With Friday having solid goes, he has officially moved out of his role as backup.
“He’s officially the A team until Abby decides she feels good and is ready to get back to work,” Willis said. “Winning that much money over the Fourth still doesn’t seem real.”
It’s almost like a dream come true for the Alabama cowgirl, who received her college education in Florida. She grew up riding horses and is carrying on a tradition that began before she entered elementary school.
“I’ve ridden horses since I was 4 years old,” she said. “I’ve always dreamed to come out on the road. It’s a hard thing to accomplish. My boyfriend is the support and the backbone behind it all. Without him, there’s no way I’d be out here right now.”

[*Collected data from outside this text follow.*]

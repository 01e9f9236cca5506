//! Version command

/// Run the version command.
pub fn run(json: bool) {
    let version = env!("CARGO_PKG_VERSION");

    if json {
        println!(r#"{{"version":"{version}"}}"#);
    } else {
        println!("fleetspot {version}");
    }
}
//! Infrastructure implementation of the `CommandRunner` port.
//!
//! `TokioCommandRunner` is the production implementation that uses tokio
//! for async process execution with guaranteed timeout and kill on all platforms.

use std::process::{Output, Stdio};
use std::time::Duration;

use anyhow::{Context, Result};
use async_trait::async_trait;
use tokio::io::AsyncReadExt;

use crate::application::ports::CommandRunner;

/// Default timeout for describe and tag calls.
pub const DEFAULT_CMD_TIMEOUT: Duration = Duration::from_secs(60);

/// Production `CommandRunner` — uses tokio for async process execution
/// with guaranteed timeout and kill on all platforms.
///
/// `tokio::time::timeout` around `.output().await` only drops the future;
/// on Windows the OS process keeps running. This uses `tokio::select!` with
/// an explicit `child.kill()` instead.
pub struct TokioCommandRunner {
    timeout: Duration,
}

impl TokioCommandRunner {
    #[must_use]
    pub fn new(timeout: Duration) -> Self {
        Self { timeout }
    }
}

impl Default for TokioCommandRunner {
    fn default() -> Self {
        Self::new(DEFAULT_CMD_TIMEOUT)
    }
}

#[async_trait]
impl CommandRunner for TokioCommandRunner {
    async fn run(&self, program: &str, args: &[&str]) -> Result<Output> {
        self.run_with_timeout(program, args, self.timeout).await
    }

    async fn run_with_timeout(
        &self,
        program: &str,
        args: &[&str],
        timeout: Duration,
    ) -> Result<Output> {
        let mut child = tokio::process::Command::new(program)
            .args(args)
            .stdin(Stdio::null())
            .stdout(Stdio::piped())
            .stderr(Stdio::piped())
            .kill_on_drop(true)
            .spawn()
            .with_context(|| format!("failed to spawn {program}"))?;

        let mut stdout_handle = child.stdout.take();
        let mut stderr_handle = child.stderr.take();

        tokio::select! {
            result = async {
                let (status, stdout, stderr) = tokio::join!(
                    child.wait(),
                    async {
                        let mut buf = Vec::new();
                        if let Some(ref mut h) = stdout_handle {
                            let _ = h.read_to_end(&mut buf).await;
                        }
                        buf
                    },
                    async {
                        let mut buf = Vec::new();
                        if let Some(ref mut h) = stderr_handle {
                            let _ = h.read_to_end(&mut buf).await;
                        }
                        buf
                    },
                );
                Ok(Output {
                    status: status.with_context(|| format!("waiting for {program}"))?,
                    stdout,
                    stderr,
                })
            } => result,
            () = tokio::time::sleep(timeout) => {
                let _ = child.kill().await;
                anyhow::bail!("{program} timed out after {}s", timeout.as_secs())
            }
        }
    }
}
//! Infrastructure implementation of the `ConfigStore` port.

use std::path::PathBuf;

use anyhow::{Context, Result};
use fleetspot_common::FleetspotConfig;

use crate::application::ports::ConfigStore;

/// Environment variable overriding the configuration path.
pub const CONFIG_ENV: &str = "FLEETSPOT_CONFIG";

/// Production implementation of `ConfigStore` that reads a YAML file.
///
/// Path precedence: explicit path, then `FLEETSPOT_CONFIG`, then
/// `~/.fleetspot/config.yaml`.
#[derive(Debug, Default)]
pub struct YamlConfigStore {
    explicit: Option<PathBuf>,
}

impl YamlConfigStore {
    #[must_use]
    pub fn new(explicit: Option<PathBuf>) -> Self {
        Self { explicit }
    }
}

impl ConfigStore for YamlConfigStore {
    fn load(&self) -> Result<FleetspotConfig> {
        let path = self.path()?;
        if !path.exists() {
            tracing::debug!(path = %path.display(), "no config file, using defaults");
            return Ok(FleetspotConfig::default());
        }
        let content = std::fs::read_to_string(&path)
            .with_context(|| format!("cannot read {}", path.display()))?;
        serde_yaml::from_str(&content).with_context(|| format!("cannot parse {}", path.display()))
    }

    fn path(&self) -> Result<PathBuf> {
        if let Some(path) = &self.explicit {
            return Ok(path.clone());
        }
        if let Ok(val) = std::env::var(CONFIG_ENV) {
            return Ok(PathBuf::from(val));
        }
        let home =
            dirs::home_dir().ok_or_else(|| anyhow::anyhow!("cannot determine home directory"))?;
        Ok(home.join(".fleetspot").join("config.yaml"))
    }
}
pub mod config;
pub mod types;

pub use config::{AwsCliConfig, FleetspotConfig};
pub use types::*;
//! Single-tag applier for the spot request resource itself.

use fleetspot_common::Tag;

use crate::application::context::RequestContext;
use crate::application::ports::ProviderGateway;
use crate::domain::{SpotInstanceRequest, SpotRequestError};

/// Set one `key = value` tag on `request_id`.
///
/// One create-tags call. The provider overwrites an existing key, so
/// repeating the call is idempotent.
///
/// # Errors
///
/// Returns [`SpotRequestError::Tag`] carrying the provider error unchanged.
pub async fn tag_request(
    gateway: &dyn ProviderGateway,
    request_id: &str,
    key: &str,
    value: &str,
) -> Result<(), SpotRequestError> {
    let tag = Tag::new(key, value);
    gateway
        .create_tags(request_id, std::slice::from_ref(&tag))
        .await
        .map_err(|e| {
            tracing::warn!(request_id, key, error = %e, "failed to tag spot instance request");
            SpotRequestError::Tag(e)
        })?;

    tracing::debug!(request_id, key, value, "tagged spot instance request");
    Ok(())
}

/// Tag `request` with `key`, valued with the name of the group it was
/// launched for.
///
/// # Errors
///
/// Returns [`SpotRequestError::Tag`] carrying the provider error unchanged.
pub async fn tag(
    ctx: &RequestContext,
    request: &SpotInstanceRequest,
    key: &str,
) -> Result<(), SpotRequestError> {
    tag_request(ctx.gateway(), request.id(), key, request.group()).await
}
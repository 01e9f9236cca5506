//! `fleetspot track` — wait for spot requests and tag their instances.

use std::time::Duration;

use anyhow::Result;
use clap::Args;
use fleetspot_common::FleetspotConfig;

use crate::application::RequestContext;
use crate::application::services::tracker::track_all_until;
use crate::commands::{TargetArgs, production_context};
use crate::domain::SpotInstanceRequest;
use crate::output::{HumanRenderer, OutputContext, json};

/// Arguments for the track command.
#[derive(Args, Debug)]
pub struct TrackArgs {
    #[command(flatten)]
    pub target: TargetArgs,

    /// Give up waiting after this many seconds
    #[arg(long, value_name = "SECS")]
    pub deadline: Option<u64>,

    /// Spot instance request ids, e.g. sir-0123abcd
    #[arg(required = true, value_name = "REQUEST_ID")]
    pub request_ids: Vec<String>,
}

/// Run the track command against the production `aws` CLI gateway.
///
/// # Errors
///
/// Returns an error if the target cannot be resolved or any request fails.
pub async fn run(
    out: &OutputContext,
    config: &FleetspotConfig,
    args: TrackArgs,
    json: bool,
) -> Result<()> {
    let ctx = production_context(config, &args.target)?;
    execute(out, &ctx, args.request_ids, args.deadline, json).await
}

/// Track `request_ids` under `ctx` and render the reports.
///
/// # Errors
///
/// Returns an error if any request fails, including requests still
/// unfinished when the deadline passes. Orphaned requests are not failures.
pub async fn execute(
    out: &OutputContext,
    ctx: &RequestContext,
    request_ids: Vec<String>,
    deadline: Option<u64>,
    json: bool,
) -> Result<()> {
    let requests: Vec<SpotInstanceRequest> = request_ids
        .into_iter()
        .map(|id| SpotInstanceRequest::new(id, ctx.region(), ctx.group().name.clone()))
        .collect();
    let total = requests.len();

    let reports = track_all_until(ctx, requests, deadline.map(Duration::from_secs)).await;

    if json {
        println!("{}", json::format_reports(&reports)?);
    } else {
        HumanRenderer::new(out).render_reports(&reports);
    }

    let failed = reports.iter().filter(|r| r.is_failure()).count();
    if failed > 0 {
        anyhow::bail!("{failed} of {total} spot requests failed");
    }
    Ok(())
}

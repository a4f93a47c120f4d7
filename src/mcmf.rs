//! Minimum-cost maximum flow by successive shortest paths.
//!
//! Every aggregated arc costs one unit per unit of flow; its residual twin
//! costs minus one, so shortest paths are found with Bellman-Ford.

use tracing::{debug, trace};

use crate::network::{Matrix, Network, Solution};

/// Cost per unit of flow on every input arc.
pub const UNIT_COST: i64 = 1;

struct Arc {
    points: (usize, usize),
    cap: i64,
    flow: i64,
    cost: i64,
}

impl Arc {
    fn space(&self) -> i64 {
        self.cap - self.flow
    }
}

pub struct CostGraph {
    adjacency: Vec<Vec<usize>>,
    /// arc storage, every arc is followed by its reverse
    arcs: Vec<Arc>,
    source: usize,
    sink: usize,
}

impl CostGraph {
    pub fn new(n: usize, source: usize, sink: usize) -> Self {
        CostGraph {
            adjacency: vec![vec![]; n],
            arcs: vec![],
            source,
            sink,
        }
    }

    pub fn add_arc(&mut self, from: usize, to: usize, cap: i64, cost: i64) {
        let m = self.arcs.len();
        self.arcs.push(Arc {
            points: (from, to),
            cap,
            flow: 0,
            cost,
        });
        self.arcs.push(Arc {
            points: (to, from),
            cap: 0,
            flow: 0,
            cost: -cost,
        });
        self.adjacency[from].push(m);
        self.adjacency[to].push(m + 1);
    }

    /// Bellman-Ford over arcs with spare capacity. Returns the cost of the
    /// cheapest path to the sink and the arc used to enter every node.
    fn cheapest_path(&self) -> Option<(i64, Vec<usize>)> {
        let n = self.adjacency.len();
        let mut dist: Vec<Option<i64>> = vec![None; n];
        let mut via = vec![usize::MAX; n];
        dist[self.source] = Some(0);
        for _ in 1..n {
            let mut relaxed = false;
            for u in 0..n {
                let Some(du) = dist[u] else {
                    continue;
                };
                for id in self.adjacency[u].iter().copied() {
                    let arc = &self.arcs[id];
                    if arc.space() <= 0 {
                        continue;
                    }
                    let candidate = du + arc.cost;
                    let v = arc.points.1;
                    if dist[v].is_none_or(|dv| candidate < dv) {
                        dist[v] = Some(candidate);
                        via[v] = id;
                        relaxed = true;
                    }
                }
            }
            if !relaxed {
                break;
            }
        }
        dist[self.sink].map(|d| (d, via))
    }

    /// Returns the flow value and its total cost.
    pub fn calculate_flow(&mut self) -> (i64, i64) {
        let (mut flow, mut cost) = (0, 0);
        while let Some((distance, via)) = self.cheapest_path() {
            let mut bottleneck = i64::MAX;
            let mut v = self.sink;
            while v != self.source {
                let arc = &self.arcs[via[v]];
                bottleneck = bottleneck.min(arc.space());
                v = arc.points.0;
            }
            let mut v = self.sink;
            while v != self.source {
                let id = via[v];
                self.arcs[id].flow += bottleneck;
                self.arcs[id ^ 1].flow -= bottleneck;
                v = self.arcs[id].points.0;
            }
            trace!(bottleneck, distance, "augmented along cheapest path");
            flow += bottleneck;
            cost += bottleneck * distance;
        }
        debug!(flow, cost, "sink unreachable");
        (flow, cost)
    }

    /// Net flow per ordered node pair.
    pub fn current_flow(&self) -> Matrix {
        let mut flow = Matrix::new(self.adjacency.len(), 0);
        for arc in self.arcs.iter().step_by(2) {
            let (u, v) = arc.points;
            flow.add(u, v, arc.flow);
            flow.add(v, u, -arc.flow);
        }
        flow
    }
}

impl From<&Network> for CostGraph {
    fn from(network: &Network) -> Self {
        let mut graph = CostGraph::new(network.size(), network.source(), network.sink());
        for (u, v, cap) in network.arcs() {
            graph.add_arc(u, v, cap, UNIT_COST);
        }
        graph
    }
}

pub fn solve(network: &Network) -> Solution {
    if network.is_degenerate() {
        return Solution {
            cost: Some(0),
            ..Solution::degenerate(network)
        };
    }
    let mut graph = CostGraph::from(network);
    let (max_flow, cost) = graph.calculate_flow();
    Solution {
        max_flow,
        cost: Some(cost),
        flow: graph.current_flow(),
    }
}

#[cfg(test)]
mod test {
    use super::*;

    #[test]
    fn diamond_cost_counts_hops() {
        // a two-hop path and a three-hop path, both of capacity 2
        let network = Network::new(
            5,
            0,
            4,
            [(0, 1, 2), (1, 4, 2), (0, 2, 2), (2, 3, 2), (3, 4, 2)],
        )
        .unwrap();
        let solution = solve(&network);
        assert_eq!(solution.max_flow, 4);
        assert_eq!(solution.cost, Some(2 * 2 + 2 * 3));
    }

    #[test]
    fn cheaper_route_is_used_first() {
        // only one unit can leave the source; the two-hop route must win
        let network = Network::new(
            5,
            0,
            4,
            [(0, 1, 1), (1, 2, 1), (2, 3, 1), (3, 4, 1), (1, 4, 1)],
        )
        .unwrap();
        let solution = solve(&network);
        assert_eq!(solution.max_flow, 1);
        assert_eq!(solution.cost, Some(2));
        assert_eq!(solution.flow(1, 4), 1);
        assert_eq!(solution.flow(1, 2), 0);
    }

    #[test]
    fn negative_reverse_arcs_reroute_flow() {
        // the cheapest first path uses 1->4; the second path has to cancel
        // it through the reverse arc of cost -1
        let mut graph = CostGraph::new(6, 0, 5);
        graph.add_arc(0, 1, 1, 1);
        graph.add_arc(0, 3, 1, 1);
        graph.add_arc(1, 4, 1, 1);
        graph.add_arc(1, 2, 1, 5);
        graph.add_arc(3, 4, 1, 1);
        graph.add_arc(2, 5, 1, 1);
        graph.add_arc(4, 5, 1, 1);
        assert_eq!(graph.calculate_flow(), (2, 3 + 7));
        let flow = graph.current_flow();
        assert_eq!(flow.get(1, 4), 0);
        assert_eq!(flow.get(1, 2), 1);
        assert_eq!(flow.get(3, 4), 1);
    }

    #[test]
    fn degenerate_reports_zero_cost() {
        let network = Network::new(2, 0, 0, [(0, 1, 1)]).unwrap();
        let solution = solve(&network);
        assert_eq!(solution.max_flow, crate::network::DEGENERATE_FLOW);
        assert_eq!(solution.cost, Some(0));
    }
}
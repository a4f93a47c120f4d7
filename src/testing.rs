//! Shared fixtures and flow checks for the solver tests.

use rand::Rng;

use crate::network::{Network, Solution};

/// Four nodes, source 0, sink 3, maximum flow 5.
pub fn example_network() -> Network {
    Network::new(
        4,
        0,
        3,
        [(0, 1, 3), (0, 2, 2), (1, 2, 1), (1, 3, 2), (2, 3, 3)],
    )
    .unwrap()
}

/// Random network on `n` nodes with source 0 and sink `n - 1`. Parallel and
/// anti-parallel edges are allowed, self-loops are not.
pub fn random_network<R: Rng>(rng: &mut R, n: usize, m: usize, max_cap: i64) -> Network {
    assert!(n >= 2);
    let edges: Vec<_> = (0..m)
        .map(|_| {
            let tail = rng.random_range(0..n);
            let head = (tail + rng.random_range(1..n)) % n;
            (tail as i64, head as i64, rng.random_range(0..=max_cap))
        })
        .collect();
    Network::new(n as i64, 0, n as i64 - 1, edges).unwrap()
}

/// Smallest source/sink cut, by enumerating every node subset.
pub fn min_cut_capacity(network: &Network) -> i64 {
    let n = network.size();
    let (source, sink) = (network.source(), network.sink());
    assert!(n <= 16);
    (0u32..1 << n)
        .filter(|mask| mask & (1 << source) != 0 && mask & (1 << sink) == 0)
        .map(|mask| {
            network
                .arcs()
                .filter(|&(u, v, _)| mask & (1 << u) != 0 && mask & (1 << v) == 0)
                .map(|(_, _, cap)| cap)
                .sum::<i64>()
        })
        .min()
        .unwrap_or(0)
}

/// Asserts skew symmetry, capacity bounds and conservation, and returns the
/// unit cost of the flow.
pub fn check_flow(network: &Network, solution: &Solution) -> i64 {
    let n = network.size();
    for u in 0..n {
        for v in 0..n {
            let flow = solution.flow(u, v);
            assert_eq!(flow, -solution.flow(v, u), "skew symmetry on ({u}, {v})");
            assert!(
                flow <= network.capacity(u, v),
                "flow {flow} exceeds capacity on ({u}, {v})"
            );
        }
        let net: i64 = (0..n).map(|v| solution.flow(u, v)).sum();
        let expected = if u == network.source() {
            solution.max_flow
        } else if u == network.sink() {
            -solution.max_flow
        } else {
            0
        };
        assert_eq!(net, expected, "conservation at node {u}");
    }
    network
        .arcs()
        .map(|(u, v, _)| solution.flow(u, v).max(0))
        .sum()
}
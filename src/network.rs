use std::collections::HashSet;

use thiserror::Error;

/// Flow value reported when source and sink coincide.
pub const DEGENERATE_FLOW: i64 = -1;

#[derive(Debug, Error, Clone, PartialEq, Eq)]
pub enum NetworkError {
    #[error("node count must be positive (found {0})")]
    EmptyNetwork(i64),
    #[error("{0} nodes do not fit in a dense capacity table")]
    TooLarge(i64),
    #[error("{role} {id} is outside of [0, {size})")]
    TerminalOutOfRange {
        role: &'static str,
        id: i64,
        size: usize,
    },
    #[error("edge #{index} ({tail} -> {head}) has an endpoint outside of [0, {size})")]
    EdgeOutOfRange {
        index: usize,
        tail: i64,
        head: i64,
        size: usize,
    },
    #[error("edge #{index} is a self-loop on node {node}")]
    SelfLoop { index: usize, node: i64 },
    #[error("edge #{index} ({tail} -> {head}) has negative capacity {capacity}")]
    NegativeCapacity {
        index: usize,
        tail: i64,
        head: i64,
        capacity: i64,
    },
    #[error("total capacity overflows at edge #{index} ({tail} -> {head})")]
    CapacityOverflow { index: usize, tail: i64, head: i64 },
}

/// Dense square table indexed by ordered node pairs.
#[derive(Debug, Clone, PartialEq, Eq)]
pub struct Matrix {
    size: usize,
    data: Box<[i64]>,
}

impl Matrix {
    pub fn new(size: usize, initial: i64) -> Self {
        Matrix {
            size,
            data: vec![initial; size * size].into_boxed_slice(),
        }
    }
    /// Like [`Matrix::new`], but gives up instead of aborting when the table
    /// cannot be indexed or allocated.
    pub fn try_new(size: usize, initial: i64) -> Option<Self> {
        let cells = size.checked_mul(size)?;
        let mut data = Vec::new();
        data.try_reserve_exact(cells).ok()?;
        data.resize(cells, initial);
        Some(Matrix {
            size,
            data: data.into_boxed_slice(),
        })
    }
    pub fn get(&self, u: usize, v: usize) -> i64 {
        self.data[u * self.size + v]
    }
    pub fn add(&mut self, u: usize, v: usize, delta: i64) {
        self.data[u * self.size + v] += delta;
    }
}

/// One edge exactly as it was supplied.
#[derive(Debug, Clone, Copy, PartialEq, Eq)]
pub struct Edge {
    pub tail: usize,
    pub head: usize,
    pub capacity: i64,
}

/// A validated capacitated network. Read-only once built.
#[derive(Debug)]
pub struct Network {
    size: usize,
    source: usize,
    sink: usize,
    /// input edges in input order
    edges: Box<[Edge]>,
    /// capacities summed over parallel edges
    capacity: Matrix,
    /// distinct (tail, head) pairs in order of first appearance
    arcs: Box<[(usize, usize)]>,
    /// forward and reverse neighbours of every node
    adjacency: Box<[Box<[usize]>]>,
}

impl Network {
    pub fn new<I>(size: i64, source: i64, sink: i64, edges: I) -> Result<Self, NetworkError>
    where
        I: IntoIterator<Item = (i64, i64, i64)>,
    {
        if size <= 0 {
            return Err(NetworkError::EmptyNetwork(size));
        }
        let n = usize::try_from(size).map_err(|_| NetworkError::TooLarge(size))?;
        let in_range = |id: i64| id >= 0 && id < size;
        for (role, id) in [("source", source), ("sink", sink)] {
            if !in_range(id) {
                return Err(NetworkError::TerminalOutOfRange { role, id, size: n });
            }
        }

        // bounds every flow, excess, residual and unit cost the solvers produce
        let mut total: i64 = 0;
        let mut checked = Vec::new();
        for (index, (tail, head, capacity)) in edges.into_iter().enumerate() {
            if !in_range(tail) || !in_range(head) {
                return Err(NetworkError::EdgeOutOfRange {
                    index,
                    tail,
                    head,
                    size: n,
                });
            }
            if tail == head {
                return Err(NetworkError::SelfLoop { index, node: tail });
            }
            if capacity < 0 {
                return Err(NetworkError::NegativeCapacity {
                    index,
                    tail,
                    head,
                    capacity,
                });
            }
            total = total
                .checked_add(capacity)
                .ok_or(NetworkError::CapacityOverflow { index, tail, head })?;
            checked.push(Edge {
                tail: tail as usize,
                head: head as usize,
                capacity,
            });
        }

        let mut capacity = Matrix::try_new(n, 0).ok_or(NetworkError::TooLarge(size))?;
        let mut seen = HashSet::new();
        let mut arcs = Vec::new();
        let mut adjacency = vec![Vec::new(); n];
        for edge in checked.iter() {
            capacity.add(edge.tail, edge.head, edge.capacity);
            if !seen.insert((edge.tail, edge.head)) {
                continue;
            }
            arcs.push((edge.tail, edge.head));
            // the reverse pair may already link these two nodes
            if !seen.contains(&(edge.head, edge.tail)) {
                adjacency[edge.tail].push(edge.head);
                adjacency[edge.head].push(edge.tail);
            }
        }

        Ok(Network {
            size: n,
            source: source as usize,
            sink: sink as usize,
            edges: checked.into_boxed_slice(),
            capacity,
            arcs: arcs.into_boxed_slice(),
            adjacency: adjacency.into_iter().map(Vec::into_boxed_slice).collect(),
        })
    }

    pub fn size(&self) -> usize {
        self.size
    }
    pub fn source(&self) -> usize {
        self.source
    }
    pub fn sink(&self) -> usize {
        self.sink
    }
    pub fn edges(&self) -> &[Edge] {
        &self.edges
    }
    /// Aggregated capacity of the ordered pair.
    pub fn capacity(&self, u: usize, v: usize) -> i64 {
        self.capacity.get(u, v)
    }
    /// Aggregated arcs as `(tail, head, capacity)`.
    pub fn arcs(&self) -> impl Iterator<Item = (usize, usize, i64)> + '_ {
        self.arcs
            .iter()
            .map(|&(u, v)| (u, v, self.capacity.get(u, v)))
    }
    pub fn neighbours(&self, u: usize) -> &[usize] {
        &self.adjacency[u]
    }
    /// Source and sink coincide; every solver answers [`DEGENERATE_FLOW`].
    pub fn is_degenerate(&self) -> bool {
        self.source == self.sink
    }
}

/// Outcome of one solver run: net flow per ordered pair, skew-symmetric.
#[derive(Debug, Clone)]
pub struct Solution {
    pub max_flow: i64,
    pub cost: Option<i64>,
    pub flow: Matrix,
}

impl Solution {
    pub fn degenerate(network: &Network) -> Self {
        Solution {
            max_flow: DEGENERATE_FLOW,
            cost: None,
            flow: Matrix::new(network.size(), 0),
        }
    }
    pub fn flow(&self, u: usize, v: usize) -> i64 {
        self.flow.get(u, v)
    }
}

/// Per-run residual view over a network.
pub struct Residual<'a> {
    network: &'a Network,
    flow: Matrix,
}

impl<'a> Residual<'a> {
    pub fn new(network: &'a Network) -> Self {
        Residual {
            network,
            flow: Matrix::new(network.size(), 0),
        }
    }
    pub fn network(&self) -> &'a Network {
        self.network
    }
    pub fn residual(&self, u: usize, v: usize) -> i64 {
        self.network.capacity(u, v) - self.flow.get(u, v)
    }
    pub fn flow(&self, u: usize, v: usize) -> i64 {
        self.flow.get(u, v)
    }
    pub fn push(&mut self, u: usize, v: usize, amount: i64) {
        self.flow.add(u, v, amount);
        self.flow.add(v, u, -amount);
    }
    pub fn finish(self, max_flow: i64) -> Solution {
        Solution {
            max_flow,
            cost: None,
            flow: self.flow,
        }
    }
}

She began running barrels at an early age, too, and competed through all the levels of youth and junior rodeo, including testing her mettle at amateur rodeos in the Southeast.
Now, though, she is trying to test her own skills and those of her powerful horses against some of the greatest to have ever ridden in the WPRA. With Friday playing a key role in her success, she knows she has something special.
“He’s really a big baby,” she said of the sorrel speedster. “Sometimes he just lopes through, and sometimes he runs. His personally has changed drastically over the last two months.”
Maybe the young gelding has learned just how good he can be.
“I think he enjoys being on the road,” Willis said. “He eats better on the road than he does at home. I think he likes thinking he’s on the A team.”
Though a qualification to the Wrangler NFR is within reach, Willis and her team plan to keep their approach to ProRodeo quite simple.
“I’m not going to chase any of it,” she said. “We’re just going to see how it goes. We’ve accomplished our goals and exceeded what we thought we could accomplish. It’s been great so far.”